So, yes, the Bible has played an important role in American history -- for good (advocating the idea that every human being is a precious child of God) and ill (which led to the contention that slaves were not, in fact, precious children of God).

But a rather different American religious landscape has emerged in recent decades. For instance, at one point in the 20th Century the U.S. was simply a landslide for Protestantism. But Protestants now make up fewer than half the American adult population and that diminishment continues. Among the fastest-growing groups with a label that relates to religion in the U.S. are the "nones," meaning the religiously unaffiliated.

So the Bible has seemed less and less important to Americans. Where it still holds great sway, it does so in large part because of how its words are interpreted. For instance, the Bible has been used as a weapon in the debate about the role of LGBTQ+ people in our society and in our congregations. Those who read scripture with a certain determined literalness often oppose equal rights for gays and lesbians because they insist the Bible tells them to do that. By contrast, here is my essay posted elsewhere here on the blog about what the Bible really says about homosexuality. In it, I insist that the Bible has almost nothing to say on this subject except to urge everyone to love each person.

When the Bible seems to tell you that certain people are second-class citizens, you can be confident that you're reading it wrong -- and destructively.

From time to time there have been debates about whether the Bible should be used as a textbook in public schools -- not to use it to convert people but, rather, to understand how much the Bible has influenced our culture. I think it should be available for that latter purpose, if only so people who hear such phrases as "go the second mile" or "blessed are the peacemakers" or even the words "The Ten Commandments" have some clue what is meant. Biblical illiteracy is already a major problem in many congregations, and it's much, much worse in the general culture.

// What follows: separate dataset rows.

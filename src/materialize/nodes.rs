//! Find-or-create for project-scoped super and group copies.
//!
//! At most one copy exists per (original id, project id). The pair is backed
//! by a unique constraint, and creation is an `INSERT … ON CONFLICT DO
//! NOTHING` followed by a read, so two callers racing on the same pair
//! converge on the same row instead of inserting twice.

use crate::db::projects::{parse_project_group_row, parse_project_super_row};
use crate::db::{UnitOfWork, new_id, now_ms, optional};
use crate::error::{MaterializeError, MaterializeResult};
use crate::types::{CatalogGroup, CatalogSuper, ProjectGroup, ProjectSuper};
use rusqlite::{Connection, params};

/// A materialized row and whether this call inserted it.
#[derive(Debug, Clone, PartialEq)]
pub struct Materialized<T> {
    pub value: T,
    pub created: bool,
}

/// Append `suffix` verbatim; blank suffixes are ignored.
pub fn apply_suffix(name: &str, suffix: Option<&str>) -> String {
    match suffix {
        Some(s) if !s.trim().is_empty() => format!("{}{}", name, s),
        _ => name.to_string(),
    }
}

fn find_project_super(
    conn: &Connection,
    original_super_id: &str,
    project_id: &str,
) -> rusqlite::Result<Option<ProjectSuper>> {
    optional(conn.query_row(
        "SELECT * FROM project_supers WHERE original_super_id = ?1 AND project_id = ?2",
        params![original_super_id, project_id],
        parse_project_super_row,
    ))
}

fn find_project_group(
    conn: &Connection,
    original_group_id: &str,
    project_id: &str,
) -> rusqlite::Result<Option<ProjectGroup>> {
    optional(conn.query_row(
        "SELECT * FROM project_groups WHERE original_group_id = ?1 AND project_id = ?2",
        params![original_group_id, project_id],
        parse_project_group_row,
    ))
}

/// Return the project's copy of `catalog_super`, creating it on first use.
///
/// An existing copy is returned unchanged; `name_suffix` only applies when a
/// new copy is created.
pub fn materialize_super(
    uow: &UnitOfWork<'_>,
    catalog_super: &CatalogSuper,
    project_id: &str,
    name_suffix: Option<&str>,
) -> MaterializeResult<Materialized<ProjectSuper>> {
    let conn = uow.conn();

    if let Some(existing) = find_project_super(conn, &catalog_super.id, project_id)? {
        return Ok(Materialized {
            value: existing,
            created: false,
        });
    }

    let inserted = conn.execute(
        "INSERT INTO project_supers (
            id, project_id, original_super_id, name, description, rank, created_at
         ) VALUES (?1, ?2, ?3, ?4, ?5, ?6, ?7)
         ON CONFLICT (original_super_id, project_id) DO NOTHING",
        params![
            new_id(),
            project_id,
            &catalog_super.id,
            apply_suffix(&catalog_super.name, name_suffix),
            &catalog_super.description,
            catalog_super.rank,
            now_ms(),
        ],
    )?;

    let value = find_project_super(conn, &catalog_super.id, project_id)?.ok_or_else(|| {
        MaterializeError::storage("Project super disappeared after insert")
    })?;

    Ok(Materialized {
        value,
        created: inserted == 1,
    })
}

/// Return the project's copy of `catalog_group` under `project_super`,
/// creating it on first use.
pub fn materialize_group(
    uow: &UnitOfWork<'_>,
    catalog_group: &CatalogGroup,
    project_super: &ProjectSuper,
    project_id: &str,
    name_suffix: Option<&str>,
) -> MaterializeResult<Materialized<ProjectGroup>> {
    let conn = uow.conn();

    if let Some(existing) = find_project_group(conn, &catalog_group.id, project_id)? {
        if existing.super_project_id != project_super.id {
            tracing::debug!(
                group = %existing.id,
                owner = %existing.super_project_id,
                requested = %project_super.id,
                "group already materialized under another project super"
            );
        }
        return Ok(Materialized {
            value: existing,
            created: false,
        });
    }

    let inserted = conn.execute(
        "INSERT INTO project_groups (
            id, project_id, super_project_id, original_group_id, name, description, rank, created_at
         ) VALUES (?1, ?2, ?3, ?4, ?5, ?6, ?7, ?8)
         ON CONFLICT (original_group_id, project_id) DO NOTHING",
        params![
            new_id(),
            project_id,
            &project_super.id,
            &catalog_group.id,
            apply_suffix(&catalog_group.name, name_suffix),
            &catalog_group.description,
            catalog_group.rank,
            now_ms(),
        ],
    )?;

    let value = find_project_group(conn, &catalog_group.id, project_id)?.ok_or_else(|| {
        MaterializeError::storage("Project group disappeared after insert")
    })?;

    Ok(Materialized {
        value,
        created: inserted == 1,
    })
}

#[cfg(test)]
mod tests {
    use super::*;

    #[test]
    fn suffix_is_appended_verbatim() {
        assert_eq!(apply_suffix("Audit", Some(" - P1")), "Audit - P1");
        assert_eq!(apply_suffix("Audit", Some("  ")), "Audit");
        assert_eq!(apply_suffix("Audit", None), "Audit");
    }
}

Well, I'd shy away from calling the Bible "America's Book," as the editors of Christian History have. For one thing, that's a pretty isolated view of a much larger world in which the Bible also has been -- and remains -- a major influence.

But, as I say, I've given you links to both of those issues of Christian History, so you can read them and decide for yourself. Read them with a discerning eye, of course, but also be open to learning something you didn't know. For instance, in the latest issue I learned that website Hymnary.org collected more than 3,000 hymns that use biblical texts as their basis. You could spend the rest of the day there, I bet.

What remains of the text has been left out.